The statues in the forum provided excellent reasoning for Augustus to claim his restoration of the Republic. Not only were the great men of Rome's past being honored through their busts, but Augustus was also establishing his ancestry to these men, either by blood or by spirit. This provided Augustus with another connection between himself and the old Republic, an era of Roman history he continuously tried to invoke during his reign.

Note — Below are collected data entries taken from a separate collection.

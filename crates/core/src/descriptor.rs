use std::collections::HashMap;
use std::fmt;

use serde::{Deserialize, Serialize};
use serde_json::{Map, Value};
use url::Url;

use crate::error::ConfigError;

/// How a tool server is reached.
#[derive(Debug, Clone, Copy, PartialEq, Eq, Hash, Serialize, Deserialize)]
#[serde(rename_all = "snake_case")]
pub enum TransportKind {
    /// Child process speaking newline-delimited JSON over stdin/stdout.
    #[serde(alias = "stdio")]
    Pipe,
    /// Long-lived SSE GET stream plus out-of-band POSTs.
    #[serde(alias = "sse")]
    EventStream,
    /// Hybrid streamable HTTP: SSE stream, with replies possibly inline on the POST.
    #[serde(alias = "streamable_http", alias = "streamable-http")]
    Http,
}

impl TransportKind {
    pub fn as_str(&self) -> &'static str {
        match self {
            TransportKind::Pipe => "pipe",
            TransportKind::EventStream => "event_stream",
            TransportKind::Http => "http",
        }
    }
}

impl fmt::Display for TransportKind {
    fn fmt(&self, f: &mut fmt::Formatter<'_>) -> fmt::Result {
        f.write_str(self.as_str())
    }
}

/// A configured tool server, as handed over by the configuration store.
///
/// `name` is the only key used by the connection manager. The
/// `connection_params` map stays free-form until a transport asks for its
/// typed view via [`ServerDescriptor::pipe_params`] or
/// [`ServerDescriptor::http_params`].
#[derive(Debug, Clone, Serialize, Deserialize)]
pub struct ServerDescriptor {
    pub name: String,
    #[serde(rename = "transport")]
    pub transport_kind: TransportKind,
    #[serde(default, rename = "params")]
    pub connection_params: Map<String, Value>,
    #[serde(default = "default_active")]
    pub active: bool,
}

fn default_active() -> bool {
    true
}

impl ServerDescriptor {
    /// Descriptor for a subprocess server.
    pub fn pipe(name: impl Into<String>, command: impl Into<String>, args: &[&str]) -> Self {
        let mut params = Map::new();
        params.insert("command".to_string(), Value::String(command.into()));
        params.insert(
            "args".to_string(),
            Value::Array(args.iter().map(|a| Value::String(a.to_string())).collect()),
        );
        Self {
            name: name.into(),
            transport_kind: TransportKind::Pipe,
            connection_params: params,
            active: true,
        }
    }

    /// Descriptor for an HTTP-reachable server (`EventStream` or `Http`).
    pub fn http(name: impl Into<String>, kind: TransportKind, url: impl Into<String>) -> Self {
        let mut params = Map::new();
        params.insert("url".to_string(), Value::String(url.into()));
        Self {
            name: name.into(),
            transport_kind: kind,
            connection_params: params,
            active: true,
        }
    }

    /// Add a request header (HTTP kinds) or environment variable (pipe kind).
    pub fn with_param_entry(mut self, table: &str, key: &str, value: &str) -> Self {
        let entry = self
            .connection_params
            .entry(table.to_string())
            .or_insert_with(|| Value::Object(Map::new()));
        if let Value::Object(map) = entry {
            map.insert(key.to_string(), Value::String(value.to_string()));
        }
        self
    }

    pub fn with_active(mut self, active: bool) -> Self {
        self.active = active;
        self
    }

    /// Typed parameters for a `Pipe` server.
    pub fn pipe_params(&self) -> Result<PipeParams, ConfigError> {
        self.expect_kind(TransportKind::Pipe)?;
        let command = self
            .str_param("command")?
            .ok_or_else(|| ConfigError::MissingParam {
                server: self.name.clone(),
                param: "command",
            })?;
        if command.trim().is_empty() {
            return Err(self.invalid("command", "must not be empty"));
        }
        Ok(PipeParams {
            command,
            args: self.string_list_param("args")?,
            env: self.string_map_param("env")?,
        })
    }

    /// Typed parameters for an `EventStream` or `Http` server.
    pub fn http_params(&self) -> Result<HttpParams, ConfigError> {
        if self.transport_kind == TransportKind::Pipe {
            return Err(ConfigError::WrongTransport {
                server: self.name.clone(),
                expected: "event_stream or http",
                actual: self.transport_kind.as_str(),
            });
        }
        let raw = self.str_param("url")?.ok_or_else(|| ConfigError::MissingParam {
            server: self.name.clone(),
            param: "url",
        })?;
        let url = Url::parse(&raw).map_err(|e| self.invalid("url", e.to_string()))?;
        if !matches!(url.scheme(), "http" | "https") {
            return Err(self.invalid("url", format!("unsupported scheme '{}'", url.scheme())));
        }
        Ok(HttpParams {
            url,
            headers: self.string_map_param("headers")?,
        })
    }

    fn expect_kind(&self, expected: TransportKind) -> Result<(), ConfigError> {
        if self.transport_kind != expected {
            return Err(ConfigError::WrongTransport {
                server: self.name.clone(),
                expected: expected.as_str(),
                actual: self.transport_kind.as_str(),
            });
        }
        Ok(())
    }

    fn invalid(&self, param: &'static str, reason: impl Into<String>) -> ConfigError {
        ConfigError::InvalidParam {
            server: self.name.clone(),
            param,
            reason: reason.into(),
        }
    }

    fn str_param(&self, key: &'static str) -> Result<Option<String>, ConfigError> {
        match self.connection_params.get(key) {
            None | Some(Value::Null) => Ok(None),
            Some(Value::String(s)) => Ok(Some(s.clone())),
            Some(_) => Err(self.invalid(key, "expected a string")),
        }
    }

    fn string_list_param(&self, key: &'static str) -> Result<Vec<String>, ConfigError> {
        match self.connection_params.get(key) {
            None | Some(Value::Null) => Ok(Vec::new()),
            Some(Value::Array(items)) => items
                .iter()
                .map(|item| match item {
                    Value::String(s) => Ok(s.clone()),
                    _ => Err(self.invalid(key, "expected a list of strings")),
                })
                .collect(),
            Some(_) => Err(self.invalid(key, "expected a list of strings")),
        }
    }

    fn string_map_param(&self, key: &'static str) -> Result<HashMap<String, String>, ConfigError> {
        match self.connection_params.get(key) {
            None | Some(Value::Null) => Ok(HashMap::new()),
            Some(Value::Object(entries)) => entries
                .iter()
                .map(|(k, v)| match v {
                    Value::String(s) => Ok((k.clone(), s.clone())),
                    _ => Err(self.invalid(key, format!("value for '{k}' must be a string"))),
                })
                .collect(),
            Some(_) => Err(self.invalid(key, "expected a table of strings")),
        }
    }
}

/// Connection parameters of a `Pipe` server.
#[derive(Debug, Clone, PartialEq, Eq)]
pub struct PipeParams {
    pub command: String,
    pub args: Vec<String>,
    pub env: HashMap<String, String>,
}

/// Connection parameters of an `EventStream` or `Http` server.
#[derive(Debug, Clone, PartialEq, Eq)]
pub struct HttpParams {
    pub url: Url,
    pub headers: HashMap<String, String>,
}

#[cfg(test)]
mod tests {
    use super::*;
    use serde_json::json;

    fn descriptor(kind: TransportKind, params: Value) -> ServerDescriptor {
        ServerDescriptor {
            name: "srv".to_string(),
            transport_kind: kind,
            connection_params: params.as_object().cloned().unwrap(),
            active: true,
        }
    }

    #[test]
    fn test_pipe_params() {
        let d = descriptor(
            TransportKind::Pipe,
            json!({"command": "npx", "args": ["-y", "server"], "env": {"TOKEN": "x"}}),
        );
        let p = d.pipe_params().unwrap();
        assert_eq!(p.command, "npx");
        assert_eq!(p.args, vec!["-y", "server"]);
        assert_eq!(p.env.get("TOKEN").map(String::as_str), Some("x"));
    }

    #[test]
    fn test_pipe_params_missing_command() {
        let d = descriptor(TransportKind::Pipe, json!({"args": []}));
        assert!(matches!(
            d.pipe_params(),
            Err(ConfigError::MissingParam { param: "command", .. })
        ));
    }

    #[test]
    fn test_pipe_params_rejects_non_string_args() {
        let d = descriptor(TransportKind::Pipe, json!({"command": "x", "args": [1]}));
        assert!(matches!(
            d.pipe_params(),
            Err(ConfigError::InvalidParam { param: "args", .. })
        ));
    }

    #[test]
    fn test_http_params() {
        let d = descriptor(
            TransportKind::Http,
            json!({"url": "https://tools.example.com/mcp", "headers": {"Authorization": "Bearer t"}}),
        );
        let p = d.http_params().unwrap();
        assert_eq!(p.url.host_str(), Some("tools.example.com"));
        assert_eq!(p.headers.len(), 1);
    }

    #[test]
    fn test_http_params_bad_url() {
        let d = descriptor(TransportKind::EventStream, json!({"url": "not a url"}));
        assert!(matches!(
            d.http_params(),
            Err(ConfigError::InvalidParam { param: "url", .. })
        ));

        let d = descriptor(TransportKind::EventStream, json!({"url": "ftp://host/x"}));
        assert!(d.http_params().is_err());
    }

    #[test]
    fn test_wrong_transport() {
        let d = ServerDescriptor::pipe("p", "cat", &[]);
        assert!(matches!(
            d.http_params(),
            Err(ConfigError::WrongTransport { .. })
        ));
    }

    #[test]
    fn test_transport_kind_aliases() {
        let kinds: Vec<TransportKind> =
            serde_json::from_value(json!(["stdio", "sse", "streamable_http", "pipe", "http"]))
                .unwrap();
        assert_eq!(
            kinds,
            vec![
                TransportKind::Pipe,
                TransportKind::EventStream,
                TransportKind::Http,
                TransportKind::Pipe,
                TransportKind::Http,
            ]
        );
    }

    #[test]
    fn test_with_param_entry_builds_headers() {
        let d = ServerDescriptor::http("h", TransportKind::Http, "http://localhost:1/mcp")
            .with_param_entry("headers", "x-api-key", "secret");
        let p = d.http_params().unwrap();
        assert_eq!(p.headers.get("x-api-key").map(String::as_str), Some("secret"));
    }
}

The statues of the famous men of the Republic for which an inscription has survived are:

- Aulus Postumius Albus Regillensis, consul in 496 BC, won the Battle of Lake Regillus.
- Manius Valerius Maximus, dictator in 494 BC, allegedly the first princeps Senatus.
- Aulus Cornelius Cossus, consul in 428 BC, was awarded the spolia opima for killing the Etruscan king Lars Tolumnius during the Battle of Fidenae in 437 BC.
- Marcus Furius Camillus, five times dictator between 396 and 367 BC, who saved Rome after the Sack by the Gauls in 390 BC.
- Marcus Valerius Corvus, six times consul between 346 and 299 BC, triumphed three times.
- Lucius Papirius Cursor, five times consul between 326 and 313 BC, hero of the Second Samnite War. He was compared to Alexander the Great by Livy.
- Appius Claudius Caecus, censor in 312 BC, built the first Roman aqueduct (Aqua Appia) and first Roman road (Via Appia).
- Gaius Fabricius Luscinus, consul in 282 and 278 BC, famous for his incorruptibility during the Pyrrhic War.
- Gaius Duilius, consul in 260 BC, won the first naval victory over Carthage at Mylae.
- Quintus Fabius Maximus Verrucosus, five times consul between 233 and 209 BC, famous for his delaying strategy against Hannibal during the Second Punic War.
- Marcus Claudius Marcellus, five times consul between 222 and 208, was awarded the spolia opima in 222 BC, and captured Syracuse in 212 BC.
- Scipio Africanus, consul in 205 and 194 BC, defeated Hannibal at Zama in 202 BC.
- Gaius Cornelius Cethegus, consul in 197, triumphed over the Cenomani.
- Marcus Porcius Cato, consul in 195 BC, famous for his conservative morals, author of the first Roman History in Latin.
- Lucius Cornelius Scipio Asiaticus, consul in 190 BC, defeated Antiochos III at Magnesia.
- Marcus Aemilius Lepidus, consul in 187 and 175, princeps senatus six times, and pontifex maximus.
- Lucius Aemilius Paullus Macedonicus, consul in 182 and 168 BC, defeated Perseus at Pydna.
- Tiberius Sempronius Gracchus, consul in 177 and 163 BC, triumphed over the Celtiberians and Sardinians.
- Gaius Claudius Pulcher, consul in 177, triumphed over the Histri and Ligures.
- Scipio Aemilianus, consul in 147 and 134 BC, captured Carthage and Numantia.
- Quintus Caecilius Metellus Macedonicus, consul in 143, defeated Andriscus.
- Quintus Caecilius Metellus Numidicus, consul in 109, defeated Jugurtha.
- Gaius Marius, seven times consul between 107 and 86, defeated the Cimbri and Teutons.
- Sulla, consul in 88 and 80 BC, captured Jugurtha and defeated Mithridates.
- Lucius Licinius Lucullus, consul in 74 BC, defeated Mithridates and Tigranes.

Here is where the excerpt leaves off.